The Horla


Part of The Art of the Novella

This chilling tale of one man’s descent into madness was published shortly before the author was institutionalized for insanity, and so, The Horla has inevitably been seen as informed by Guy de Maupassant’s mental illness. While such speculation is murky, it is clear that de Maupassant—hailed alongside Chekhov as father of the short story—was at the peak of his powers in this innovative precursor of first-person psychological fiction. Indeed, he worked for years on The Horla’s themes and form, first drafting it as “Letter from a Madman,” then telling it from a doctor’s point of view, before finally releasing the terrified protagonist to speak for himself in its devastating final version. In a brilliant new translation, all three versions appear here as a single volume for the first time.
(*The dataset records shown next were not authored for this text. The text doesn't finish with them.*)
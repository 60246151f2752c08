//! CLI argument parsing using clap v4
//!
//! Defines the command-line interface for Discaptcha.

use clap::{Args, Parser, Subcommand};

use crate::platform::CommunityId;

/// Discaptcha - verified role lifecycle for Discord guilds
///
/// Installs a verified role, grants it to existing members who pass
/// verification and withholds send/speak permissions from everyone else.
#[derive(Parser, Debug)]
#[command(name = "discaptcha")]
#[command(author, version, about, long_about = None)]
#[command(propagate_version = true)]
pub struct Cli {
    /// Increase logging verbosity (-v for debug, -vv for trace)
    #[arg(short, long, action = clap::ArgAction::Count, global = true)]
    pub verbose: u8,

    /// Only log errors (notices and replies are still printed)
    #[arg(short, long, global = true)]
    pub quiet: bool,

    #[command(subcommand)]
    pub command: Commands,
}

/// Guild and overrides shared by the lifecycle commands
#[derive(Args, Debug, Clone)]
pub struct TargetArgs {
    /// Guild (server) id to operate on
    #[arg(short, long)]
    pub guild: CommunityId,

    /// Path to configuration file
    #[arg(short, long, env = "DISCAPTCHA_CONFIG")]
    pub config: Option<String>,

    /// Override the verified role name
    #[arg(long)]
    pub role_name: Option<String>,

    /// Override the member verifier (non-bot, account-age, everyone)
    #[arg(long)]
    pub verifier: Option<String>,

    /// Override how many role assignments may run at once
    #[arg(long)]
    pub concurrency: Option<usize>,
}

/// Available commands
#[derive(Subcommand, Debug)]
pub enum Commands {
    /// Create the verified role, humanize members and lock down @everyone
    Install(TargetArgs),

    /// Give the verified role to every member that passes verification
    Humanize(TargetArgs),

    /// Delete the verified role and restore @everyone permissions
    Uninstall(TargetArgs),

    /// Run a lifecycle command given by name, as typed in a guild channel
    Run {
        /// Command word: install, humanize or uninstall
        command: String,

        #[command(flatten)]
        target: TargetArgs,
    },

    /// Configuration management
    Config {
        #[command(subcommand)]
        subcommand: ConfigSubcommand,
    },

    /// Display version and build information
    Version,
}

/// Configuration subcommands
#[derive(Subcommand, Debug, Clone)]
pub enum ConfigSubcommand {
    /// Display the current configuration (token redacted)
    Show {
        /// Path to configuration file
        #[arg(short, long)]
        config: Option<String>,
    },

    /// Initialize a new configuration file
    Init {
        /// Path where to create the config file
        #[arg(short, long)]
        path: Option<String>,

        /// Overwrite existing configuration
        #[arg(short, long)]
        force: bool,
    },

    /// Validate a configuration file
    Validate {
        /// Path to configuration file to validate
        #[arg(short, long)]
        config: Option<String>,
    },
}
GUY DE MAUPASSANT was born in Normandy in 1850. At twenty he served in the Franco-Prussian War, then studied writing with his mother’s friend Gustave Flaubert (perhaps believing rumors, which persist, that Flaubert was his father). In 1880 he published his first story, “Boule de Suif,” which was hailed as a masterpiece. He quit his civil service job and soon published the collection, La Maison Tellier. He would go on to publish 300 stories and six novels, includingBel-Ami and Pierre et Jean, while living the life of a bon vivant. In the late 1880s, however, he began to show signs of syphilitic mental illness, and in 1891, was institutionalized after a suicide attempt. He died in a mental asylum in 1893.